Bismarck schwebte eine staatliche, auf regionaler Ebene organisierte Einheitsversicherung vor, in die auch die vorhandenen kirchlichen und beruflichen Hilfswerke aufgehen sollten. Er selbst nannte sich selbstironisch einen „Staatsozialisten“. Das stieß auf den Widerstand der Zentrumspartei und der Freisinnigen, die im Reichstag gemeinsam die Mehrheit bildeten. Sie setzten durch, dass die vorhandenen Versicherungsvereine von Arbeitern und Angestellten in die Gesetzliche Unfall- und Krankenversicherung als eigenständige Organisationen aufgenommen wurden. Bismarck bezeichnete dieses gegliederte System der Selbstverwaltung später im Gespräch mit seinem Sekretär Lothar Bucher als „untergeschobenes Kind“.
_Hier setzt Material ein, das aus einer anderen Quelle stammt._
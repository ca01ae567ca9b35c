//! Admin authentication extractors.

use actix_web::{FromRequest, HttpRequest, dev::Payload, http::header, web};
use std::future::{Ready, ready};

use folio_core::domain::Role;
use folio_core::ports::{AuthError, TokenClaims};
use folio_shared::ErrorResponse;

use crate::state::AppState;

/// Name of the cookie carrying the access token.
pub const TOKEN_COOKIE: &str = "token";

/// Authenticated admin identity extractor.
///
/// Use this in handlers to require an admin session:
/// ```ignore
/// async fn protected_route(admin: AdminIdentity) -> impl Responder {
///     format!("Hello, {}!", admin.email)
/// }
/// ```
#[derive(Debug, Clone)]
pub struct AdminIdentity {
    pub email: String,
    pub role: Role,
}

impl From<TokenClaims> for AdminIdentity {
    fn from(claims: TokenClaims) -> Self {
        Self {
            email: claims.email,
            role: claims.role,
        }
    }
}

/// Error type for authentication failures.
///
/// Every reason maps to the same 401 body; the reason is only logged.
#[derive(Debug)]
pub struct AuthenticationError(pub AuthError);

impl std::fmt::Display for AuthenticationError {
    fn fmt(&self, f: &mut std::fmt::Formatter<'_>) -> std::fmt::Result {
        write!(f, "{}", self.0)
    }
}

impl actix_web::ResponseError for AuthenticationError {
    fn status_code(&self) -> actix_web::http::StatusCode {
        actix_web::http::StatusCode::UNAUTHORIZED
    }

    fn error_response(&self) -> actix_web::HttpResponse {
        tracing::debug!(reason = %self.0, "Admin authentication rejected");
        actix_web::HttpResponse::Unauthorized().json(ErrorResponse::unauthorized())
    }
}

/// Bearer header first, then the token cookie.
fn extract_token(req: &HttpRequest) -> Result<String, AuthError> {
    if let Some(value) = req.headers().get(header::AUTHORIZATION) {
        let value = value
            .to_str()
            .map_err(|_| AuthError::InvalidToken("Invalid authorization header".to_string()))?;
        return match value.strip_prefix("Bearer ") {
            Some(token) if !token.trim().is_empty() => Ok(token.trim().to_string()),
            _ => Err(AuthError::InvalidToken("Expected Bearer token".to_string())),
        };
    }

    match req.cookie(TOKEN_COOKIE) {
        Some(cookie) if !cookie.value().is_empty() => Ok(cookie.value().to_string()),
        _ => Err(AuthError::MissingAuth),
    }
}

fn authenticate(req: &HttpRequest) -> Result<AdminIdentity, AuthError> {
    let Some(state) = req.app_data::<web::Data<AppState>>() else {
        tracing::error!("AppState not found in app data");
        return Err(AuthError::InvalidToken(
            "Server configuration error".to_string(),
        ));
    };

    let token = extract_token(req)?;
    let claims = state.tokens.validate_token(&token)?;
    if claims.role != Role::Admin {
        return Err(AuthError::InsufficientPermissions);
    }
    Ok(AdminIdentity::from(claims))
}

impl FromRequest for AdminIdentity {
    type Error = AuthenticationError;
    type Future = Ready<Result<Self, Self::Error>>;

    fn from_request(req: &HttpRequest, _payload: &mut Payload) -> Self::Future {
        ready(authenticate(req).map_err(AuthenticationError))
    }
}

/// Optional identity extractor - doesn't fail if not authenticated.
pub struct OptionalIdentity(pub Option<AdminIdentity>);

impl FromRequest for OptionalIdentity {
    type Error = actix_web::Error;
    type Future = Ready<Result<Self, Self::Error>>;

    fn from_request(req: &HttpRequest, _payload: &mut Payload) -> Self::Future {
        ready(Ok(OptionalIdentity(authenticate(req).ok())))
    }
}
//! Tag listing.

use actix_web::{HttpResponse, web};

use folio_core::domain::tag_counts;

use crate::middleware::AppResult;
use crate::state::AppState;

/// GET /api/tags
pub async fn list_tags(state: web::Data<AppState>) -> AppResult<HttpResponse> {
    let posts = state.posts.list().await?;
    Ok(HttpResponse::Ok().json(tag_counts(&posts)))
}
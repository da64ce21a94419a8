//! Application state shared across routes

use std::sync::Arc;

use crate::config::Config;
use crate::util::rate_limit::{create_player_limiter, PlayerLimiter};
use crate::world::RoomRegistry;

/// Shared application state
#[derive(Clone)]
pub struct AppState {
    pub config: Arc<Config>,
    pub rooms: Arc<RoomRegistry>,
    pub mutation_limiter: Arc<PlayerLimiter>,
}

impl AppState {
    pub fn new(config: Config) -> Self {
        let config = Arc::new(config);

        let rooms = Arc::new(RoomRegistry::new(&config));
        let mutation_limiter = create_player_limiter(config.mutation_rate_limit);

        Self {
            config,
            rooms,
            mutation_limiter,
        }
    }
}
//! Application wiring

mod state;

pub use state::AppState;
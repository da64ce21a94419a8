//! Time utilities for sync timestamps and uptime reporting

use std::time::{Duration, Instant, SystemTime, UNIX_EPOCH};

/// Get current Unix timestamp in milliseconds
pub fn unix_millis() -> u64 {
    SystemTime::now()
        .duration_since(UNIX_EPOCH)
        .unwrap_or(Duration::ZERO)
        .as_millis() as u64
}

/// Server start time for uptime tracking
static SERVER_START: std::sync::OnceLock<Instant> = std::sync::OnceLock::new();

/// Initialize server start time (call once at startup)
pub fn init_server_time() {
    SERVER_START.get_or_init(Instant::now);
}

/// Get server uptime in seconds
pub fn uptime_secs() -> u64 {
    SERVER_START
        .get()
        .map(|start| start.elapsed().as_secs())
        .unwrap_or(0)
}
//! Rate limiting utilities

use governor::{Quota, RateLimiter};
use governor::clock::DefaultClock;
use governor::state::keyed::DefaultKeyedStateStore;
use std::num::NonZeroU32;
use std::sync::Arc;

/// Per-player keyed rate limiter type alias
pub type PlayerLimiter = RateLimiter<String, DefaultKeyedStateStore<String>, DefaultClock>;

/// Create a per-player rate limiter with the specified requests per second
pub fn create_player_limiter(requests_per_second: u32) -> Arc<PlayerLimiter> {
    let quota = Quota::per_second(NonZeroU32::new(requests_per_second).unwrap_or(NonZeroU32::MIN));
    Arc::new(RateLimiter::keyed(quota))
}
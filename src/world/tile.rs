//! Tile material definitions

use serde::{Deserialize, Serialize};

/// Materials a grid cell can hold
#[derive(Debug, Clone, Copy, PartialEq, Eq, Hash, Serialize, Deserialize)]
#[serde(rename_all = "snake_case")]
pub enum TileType {
    Grass,
    Dirt,
    Stone,
    Wood,
    Water,
    Diamond,
    Gold,
    Iron,
}

impl Default for TileType {
    fn default() -> Self {
        Self::Dirt
    }
}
In der Weimarer Republik haben weniger die SPD und die Gewerkschaften die Sozialpolitik gestaltet als die Zentrumspartei. Der ihr angehörende Finanzminister Matthias Erzberger führte 1920 die progressive Einkommenssteuer ein, die allerdings unter dem ebenfalls dem Zentrum angehörenden Reichskanzler Brüning 1929 gemeinsam mit den liberalen Parteien wieder abgeschafft wurde. Von 1920 bis 1928 war der katholische Theologe Heinrich Brauns Arbeitsminister, der 1925 die Arbeitslosenversicherung als vierte Säule der Sozialversicherung einführte.
Unser in den „goldenen Jahren des Kapitalismus“ (Eric Hobsbawm) in den 1950er und 1960er Jahren auf- und ausgebauter Sozialstaat ist das Produkt einer Sachkoalition von SPD und den Unionsparteien. Die Einführung der dynamischen Rente mit einer regelmäßigen Anpassung der Sozialrenten an die allgemeine Lohnentwicklung war ein sozialpolitischer Meilenstein. Konrad Adenauer beauftragte Wilfried Schreiber mit ihrer Konzipierung, damals Geschäftsführer des Bundes katholischer Unternehmer, später Professor an der Universität Köln. Der damalige Wirtschaftsminister Ludwig Erhard war ein entschiedener Gegner dieser Reform. Eine solidarische Sozialversicherung für alle Erwerbstätigen war für ihn ein Irrweg und „moderner Wahn“. Aber damit konnte er Konrad Adenauer nicht beeindrucken, dem als Realpolitiker die politische Mehrheit wichtiger war als ordnungspolitische Dogmen.
Diese Tradition des „Rheinischen Kapitalismus“ wird heute von der Union verleugnet, während die SPD und die Grünen mit der Agenda 2010 dem neoliberalen Zeitgeist auf den Leim gegangen sind. Der moderne Sozialstaat, wie er gemeinsam von christlichen und sozialdemokratischen Politikern nach dem Krieg durchgesetzt und aufgebaut wurde, ist keine Ressourcenverschwendung, wie Rainer Hank und andere moderne Staatsfeinde behaupten, sondern Ausdruck nicht nur sozialer, sondern auch ökonomischer Vernunft.
Die Behauptung, wir könnten uns eine umfassende Sozialversicherung nicht mehr leisten, ist nichts weiter als die verkappte Propagierung von Geschäftsmodellen der Versicherungs- und Finanzwirtschaft, die schwerwiegende soziale und ökonomische Verwerfungen zur Folge haben. Wenn es Mechanismen einer sozialpolitischen „Teufelsmühle“ (Hank) gibt, dann liegen sie in der Privatisierung der Absicherung sozialer Risiken.